=== TASK INSTRUCTIONS ===
In the entries below, find each line with the string "failed" and copy it.
──────── LISTED RECORDS ────────
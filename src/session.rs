//! Session state and the action dispatch boundary.

use std::fmt;

use tracing::{info, warn};

use crate::command::Command;
use crate::config::{pause, PilotConfig, Timing};
use crate::driver::Driver;
use crate::interact::InteractionResult;
use crate::journal::XPathJournal;
use crate::marks::ElementMap;
use crate::{Error, Result};

/// Outcome of [`Pilot::dispatch`].
#[derive(Debug, Clone, PartialEq, Eq)]
pub enum Dispatch {
    /// The action was recognized. Failures are `Error: ...` strings.
    Handled(String),
    /// No command goes by that action name.
    NotHandled,
}

impl Dispatch {
    pub fn is_handled(&self) -> bool {
        matches!(self, Dispatch::Handled(_))
    }

    /// Whether the result string signals a failed step.
    pub fn is_error(&self) -> bool {
        match self {
            Dispatch::Handled(s) => s.starts_with("Error:"),
            Dispatch::NotHandled => true,
        }
    }
}

impl fmt::Display for Dispatch {
    fn fmt(&self, f: &mut fmt::Formatter<'_>) -> fmt::Result {
        match self {
            Dispatch::Handled(s) => f.write_str(s),
            Dispatch::NotHandled => f.write_str("Error: action not handled"),
        }
    }
}

/// Result string for a failed action. Map errors tell the caller to rescan.
pub(crate) fn error_string(err: &Error) -> String {
    if err.needs_rescan() {
        format!("Error: {}. Run 'scan' to refresh the element map.", err)
    } else {
        format!("Error: {}", err)
    }
}

/// One browser session: the driver, the element map of the current page
/// view, and the learned-locator journal.
pub struct Pilot<D: Driver> {
    pub(crate) driver: D,
    pub(crate) marks: ElementMap,
    pub(crate) journal: Option<XPathJournal>,
    pub(crate) timing: Timing,
}

impl<D: Driver> Pilot<D> {
    pub fn new(driver: D, config: &PilotConfig) -> Self {
        let journal = config
            .journal
            .enabled
            .then(|| XPathJournal::new(config.journal.path.clone()));
        Self {
            driver,
            marks: ElementMap::default(),
            journal,
            timing: config.timing.clone(),
        }
    }

    pub fn with_timing(mut self, timing: Timing) -> Self {
        self.timing = timing;
        self
    }

    pub fn with_journal(mut self, journal: Option<XPathJournal>) -> Self {
        self.journal = journal;
        self
    }

    pub fn driver(&mut self) -> &mut D {
        &mut self.driver
    }

    pub fn into_driver(self) -> D {
        self.driver
    }

    pub fn marks(&self) -> &ElementMap {
        &self.marks
    }

    /// Replace the element map wholesale.
    pub fn set_marks(&mut self, marks: ElementMap) {
        self.marks = marks;
    }

    pub fn journal(&self) -> Option<&XPathJournal> {
        self.journal.as_ref()
    }

    pub fn timing(&self) -> &Timing {
        &self.timing
    }

    /// Run the mark pass and replace the element map.
    ///
    /// Pages that are still rendering often yield nothing on the first pass,
    /// so empty results are retried up to `scan_attempts` times. An empty map
    /// after the last attempt is still installed.
    pub async fn scan(&mut self) -> Result<&ElementMap> {
        self.driver.exit_to_top().await?;
        let attempts = self.timing.scan_attempts.max(1);
        let mut elements = Vec::new();
        for attempt in 1..=attempts {
            elements = self.driver.mark_elements().await?;
            if !elements.is_empty() {
                break;
            }
            if attempt < attempts {
                info!("scan found no elements, retrying ({}/{})", attempt, attempts);
                pause(self.timing.scan_backoff_ms).await;
            }
        }
        if elements.is_empty() {
            warn!("scan found no interactive elements after {} attempts", attempts);
        }
        let url = self.driver.url().await?;
        self.marks = ElementMap::new(url, elements);
        info!("scanned {} elements", self.marks.len());
        Ok(&self.marks)
    }

    /// One line per marked element.
    pub fn element_list(&self) -> String {
        self.marks.element_list()
    }

    /// Run a typed command.
    pub async fn execute(&mut self, command: Command) -> Result<InteractionResult> {
        match command {
            Command::Scan => {
                let count = self.scan().await?.len();
                Ok(InteractionResult::done(format!(
                    "Found {} interactive elements:\n{}",
                    count,
                    self.element_list()
                )))
            }
            Command::Click { target } => self.click(&target).await,
            Command::Hover { target } => self.hover(&target).await,
            Command::Focus { target } => self.focus(&target).await,
            Command::RightClick { target } => self.right_click(&target).await,
            Command::Type {
                target,
                text,
                submit,
            } => self.type_text(&target, &text, submit).await,
            Command::Clear { target } => self.clear(&target).await,
            Command::Select { target, option } => self.select(&target, &option).await,
            Command::Checkbox { target, mode } => self.checkbox(&target, mode).await,
            Command::Radio { target } => self.radio(&target).await,
            Command::SetValue {
                target,
                kind,
                value,
            } => self.set_value(&target, kind, &value).await,
            Command::DragAndDrop { source, target } => {
                self.drag_and_drop(&source, &target).await
            }
            Command::Upload { target, path } => self.upload(&target, &path).await,
            Command::Submit { target } => self.submit(&target).await,
            Command::GetValue { target } => self.get_value(&target).await,
            Command::FillForm { fields } => self.fill_form(&fields).await,
            Command::Scroll(scroll) => self.scroll(&scroll).await,
            Command::ScrollElement { target, scroll } => {
                self.scroll_element(&target, scroll).await
            }
            Command::PressKey { key } => self.press_key(&key).await,
            Command::FindElement { text } => self.find_element(&text).await,
        }
    }

    /// Parse and run one textual action. Every recognized action yields a
    /// result string; failures are `Error: ...` strings, never panics or
    /// propagated errors.
    pub async fn dispatch(&mut self, action: &str, payload: &str) -> Dispatch {
        let command = match Command::parse(action, payload) {
            Ok(Some(command)) => command,
            Ok(None) => return Dispatch::NotHandled,
            Err(e) => return Dispatch::Handled(error_string(&e)),
        };

        // a previous action may have left us inside a frame
        if let Err(e) = self.driver.exit_to_top().await {
            return Dispatch::Handled(error_string(&e));
        }

        info!("{} {}", command.name(), payload.trim());
        match self.execute(command).await {
            Ok(result) if result.success => Dispatch::Handled(result.to_string()),
            Ok(result) => {
                warn!("{} only partly succeeded", action);
                Dispatch::Handled(format!("Error: {}", result))
            }
            Err(e) => {
                warn!("{} failed: {}", action, e);
                Dispatch::Handled(error_string(&e))
            }
        }
    }
}

#[cfg(test)]
mod tests {
    use super::*;
    use crate::driver::memory::{MemoryDriver, NodeSpec};

    fn pilot(driver: MemoryDriver) -> Pilot<MemoryDriver> {
        Pilot::new(driver, &PilotConfig::default())
            .with_timing(Timing::instant())
            .with_journal(None)
    }

    #[tokio::test]
    async fn scan_retries_until_elements_appear() {
        let mut driver = MemoryDriver::new("https://shop.test/", "Shop");
        let body = driver.body();
        driver.append(
            body,
            NodeSpec::new("button").id("go").text("Go").rect(0.0, 0.0, 50.0, 20.0),
        );
        driver.fail_scans(3);
        let mut pilot = pilot(driver);

        assert_eq!(pilot.scan().await.unwrap().len(), 1);
        let scans = pilot
            .driver()
            .calls()
            .iter()
            .filter(|c| *c == "mark_elements")
            .count();
        assert_eq!(scans, 4);
        assert_eq!(pilot.marks().url(), Some("https://shop.test/"));
    }

    #[tokio::test]
    async fn scan_gives_up_after_bounded_attempts() {
        let mut driver = MemoryDriver::new("https://shop.test/", "Shop");
        driver.fail_scans(100);
        let mut timing = Timing::instant();
        timing.scan_attempts = 3;
        let mut pilot = pilot(driver).with_timing(timing);

        assert!(pilot.scan().await.unwrap().is_empty());
        assert_eq!(pilot.driver().calls().len(), 3);
    }

    #[tokio::test]
    async fn unknown_action_is_not_handled() {
        let mut pilot = pilot(MemoryDriver::new("https://a.test/", "A"));
        assert_eq!(pilot.dispatch("teleport", "3").await, Dispatch::NotHandled);
    }

    #[tokio::test]
    async fn errors_become_strings() {
        let mut pilot = pilot(MemoryDriver::new("https://a.test/", "A"));

        let out = pilot.dispatch("click", "9").await;
        assert!(out.is_error());
        assert_eq!(
            out.to_string(),
            "Error: element index 9 not found in element map. Run 'scan' to refresh the element map."
        );

        let out = pilot.dispatch("type", "missing-pipe").await;
        assert!(out.to_string().starts_with("Error: invalid payload"));

        let out = pilot.dispatch("click", "#nope").await;
        assert_eq!(
            out.to_string(),
            "Error: could not find element: #nope (searched document)"
        );
    }
}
────────
=== SOLUTION TO THIS EXERCISE ===
    /// Whether the result string signals a failed step.
/// Result string for a failed action. Map errors tell the caller to rescan.
                warn!("{} failed: {}", action, e);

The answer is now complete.